(Dataset entries)
- - - - - - -

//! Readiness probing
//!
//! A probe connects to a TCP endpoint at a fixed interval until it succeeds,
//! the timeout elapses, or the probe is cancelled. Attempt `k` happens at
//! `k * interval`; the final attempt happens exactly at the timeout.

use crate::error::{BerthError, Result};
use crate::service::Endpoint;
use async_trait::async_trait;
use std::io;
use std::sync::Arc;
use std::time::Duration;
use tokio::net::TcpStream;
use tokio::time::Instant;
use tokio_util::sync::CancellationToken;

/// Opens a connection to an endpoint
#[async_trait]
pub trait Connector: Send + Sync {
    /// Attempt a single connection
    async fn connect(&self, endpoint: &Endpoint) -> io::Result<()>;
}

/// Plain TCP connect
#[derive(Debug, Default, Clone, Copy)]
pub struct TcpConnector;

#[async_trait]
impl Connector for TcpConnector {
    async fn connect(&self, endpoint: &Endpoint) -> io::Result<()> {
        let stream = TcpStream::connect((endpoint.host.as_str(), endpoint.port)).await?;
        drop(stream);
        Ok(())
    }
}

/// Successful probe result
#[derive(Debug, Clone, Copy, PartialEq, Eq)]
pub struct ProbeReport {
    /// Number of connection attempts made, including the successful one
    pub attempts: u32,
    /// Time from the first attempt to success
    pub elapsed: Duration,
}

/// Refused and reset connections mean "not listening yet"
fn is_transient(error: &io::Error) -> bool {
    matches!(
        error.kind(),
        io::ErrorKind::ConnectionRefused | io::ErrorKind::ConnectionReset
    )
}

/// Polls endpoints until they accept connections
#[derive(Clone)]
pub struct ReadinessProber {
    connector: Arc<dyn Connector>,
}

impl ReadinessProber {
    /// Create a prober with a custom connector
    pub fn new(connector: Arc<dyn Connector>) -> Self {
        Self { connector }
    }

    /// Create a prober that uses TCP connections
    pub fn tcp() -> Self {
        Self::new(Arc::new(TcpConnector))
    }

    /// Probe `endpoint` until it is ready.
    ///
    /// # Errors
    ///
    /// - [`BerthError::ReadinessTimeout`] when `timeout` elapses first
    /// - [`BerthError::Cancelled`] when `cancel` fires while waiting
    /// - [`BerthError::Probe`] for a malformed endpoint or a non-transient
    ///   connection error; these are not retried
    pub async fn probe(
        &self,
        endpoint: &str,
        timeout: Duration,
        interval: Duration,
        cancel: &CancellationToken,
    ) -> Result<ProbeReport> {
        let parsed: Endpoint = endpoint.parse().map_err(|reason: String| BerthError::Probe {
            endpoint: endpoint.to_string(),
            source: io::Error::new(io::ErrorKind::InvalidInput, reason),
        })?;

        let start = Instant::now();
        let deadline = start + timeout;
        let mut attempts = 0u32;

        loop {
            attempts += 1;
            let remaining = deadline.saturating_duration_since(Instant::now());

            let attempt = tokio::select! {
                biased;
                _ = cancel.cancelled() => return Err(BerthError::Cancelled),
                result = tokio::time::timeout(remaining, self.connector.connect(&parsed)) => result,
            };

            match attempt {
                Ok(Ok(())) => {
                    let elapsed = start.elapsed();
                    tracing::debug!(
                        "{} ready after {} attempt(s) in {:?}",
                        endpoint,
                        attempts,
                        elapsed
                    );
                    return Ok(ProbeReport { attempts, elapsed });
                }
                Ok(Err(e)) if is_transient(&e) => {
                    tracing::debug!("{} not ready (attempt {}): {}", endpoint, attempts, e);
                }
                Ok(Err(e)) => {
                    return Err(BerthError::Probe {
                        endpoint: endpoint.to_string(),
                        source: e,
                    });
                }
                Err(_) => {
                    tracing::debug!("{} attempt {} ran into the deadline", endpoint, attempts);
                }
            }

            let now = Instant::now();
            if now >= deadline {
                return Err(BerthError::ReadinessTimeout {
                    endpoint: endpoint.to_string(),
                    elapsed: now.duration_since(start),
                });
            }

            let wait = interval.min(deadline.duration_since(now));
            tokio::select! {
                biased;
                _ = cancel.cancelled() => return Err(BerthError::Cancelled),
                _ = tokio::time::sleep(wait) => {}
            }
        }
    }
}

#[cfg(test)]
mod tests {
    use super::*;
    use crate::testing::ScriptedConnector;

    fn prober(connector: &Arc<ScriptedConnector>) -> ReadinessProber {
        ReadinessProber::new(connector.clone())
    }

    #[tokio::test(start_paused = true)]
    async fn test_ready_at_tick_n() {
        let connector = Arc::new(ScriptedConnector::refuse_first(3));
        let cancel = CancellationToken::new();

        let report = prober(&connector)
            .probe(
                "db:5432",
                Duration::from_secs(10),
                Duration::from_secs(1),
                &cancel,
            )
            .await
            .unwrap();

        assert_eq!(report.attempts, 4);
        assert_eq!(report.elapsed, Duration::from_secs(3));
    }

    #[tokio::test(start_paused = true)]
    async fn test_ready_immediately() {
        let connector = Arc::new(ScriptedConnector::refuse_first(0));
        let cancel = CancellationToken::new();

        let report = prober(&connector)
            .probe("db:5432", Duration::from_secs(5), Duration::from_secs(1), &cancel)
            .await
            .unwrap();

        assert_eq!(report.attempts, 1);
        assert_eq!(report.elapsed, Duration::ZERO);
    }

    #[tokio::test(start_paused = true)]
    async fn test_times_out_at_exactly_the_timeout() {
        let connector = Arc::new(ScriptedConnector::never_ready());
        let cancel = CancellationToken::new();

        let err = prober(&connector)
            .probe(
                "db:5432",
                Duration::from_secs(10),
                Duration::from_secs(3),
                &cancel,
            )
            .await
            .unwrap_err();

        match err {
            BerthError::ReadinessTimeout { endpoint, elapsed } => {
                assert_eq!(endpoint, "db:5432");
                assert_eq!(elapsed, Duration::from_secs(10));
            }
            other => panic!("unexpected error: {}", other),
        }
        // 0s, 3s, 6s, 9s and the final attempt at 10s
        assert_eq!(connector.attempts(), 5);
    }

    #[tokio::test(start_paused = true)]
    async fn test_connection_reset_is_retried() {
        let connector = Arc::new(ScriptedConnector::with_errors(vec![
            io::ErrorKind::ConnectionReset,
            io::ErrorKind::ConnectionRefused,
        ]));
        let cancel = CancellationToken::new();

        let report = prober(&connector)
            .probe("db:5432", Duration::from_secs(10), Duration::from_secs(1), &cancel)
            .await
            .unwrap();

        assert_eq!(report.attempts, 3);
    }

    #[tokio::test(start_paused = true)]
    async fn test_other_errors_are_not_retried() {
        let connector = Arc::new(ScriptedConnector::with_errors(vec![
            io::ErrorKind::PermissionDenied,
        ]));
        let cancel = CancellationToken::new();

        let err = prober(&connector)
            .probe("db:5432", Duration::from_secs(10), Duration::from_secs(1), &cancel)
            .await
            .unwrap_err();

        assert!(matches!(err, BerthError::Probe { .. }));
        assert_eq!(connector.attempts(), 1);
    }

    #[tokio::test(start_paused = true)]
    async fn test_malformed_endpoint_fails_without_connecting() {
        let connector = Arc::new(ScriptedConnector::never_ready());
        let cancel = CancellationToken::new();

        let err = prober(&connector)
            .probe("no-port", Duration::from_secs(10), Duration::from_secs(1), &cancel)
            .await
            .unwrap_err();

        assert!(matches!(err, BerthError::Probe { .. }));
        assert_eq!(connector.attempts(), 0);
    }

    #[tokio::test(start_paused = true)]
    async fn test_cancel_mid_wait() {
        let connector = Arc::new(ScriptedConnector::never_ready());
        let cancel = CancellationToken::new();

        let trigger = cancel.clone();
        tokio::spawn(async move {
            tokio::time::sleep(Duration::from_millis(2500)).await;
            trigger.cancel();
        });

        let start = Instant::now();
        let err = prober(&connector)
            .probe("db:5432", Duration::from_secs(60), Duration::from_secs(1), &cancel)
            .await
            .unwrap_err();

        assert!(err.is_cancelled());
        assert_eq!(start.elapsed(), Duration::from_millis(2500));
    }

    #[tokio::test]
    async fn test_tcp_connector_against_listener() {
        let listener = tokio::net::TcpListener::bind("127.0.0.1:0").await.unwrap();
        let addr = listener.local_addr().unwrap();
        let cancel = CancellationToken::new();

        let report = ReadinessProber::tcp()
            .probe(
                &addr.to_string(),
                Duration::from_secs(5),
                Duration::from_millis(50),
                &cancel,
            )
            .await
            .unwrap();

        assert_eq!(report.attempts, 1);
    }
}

- - - - - - -

* WORK REQUIRED: Return the opening line of the data and every line after it through the line containing "use tokio::net::TcpStream;", please, exactly as written and with nothing added.

* FINISHED TASK:
//! Readiness probing
//!
//! A probe connects to a TCP endpoint at a fixed interval until it succeeds,
//! the timeout elapses, or the probe is cancelled. Attempt `k` happens at
//! `k * interval`; the final attempt happens exactly at the timeout.

use crate::error::{BerthError, Result};
use crate::service::Endpoint;
use async_trait::async_trait;
use std::io;
use std::sync::Arc;
use std::time::Duration;
use tokio::net::TcpStream;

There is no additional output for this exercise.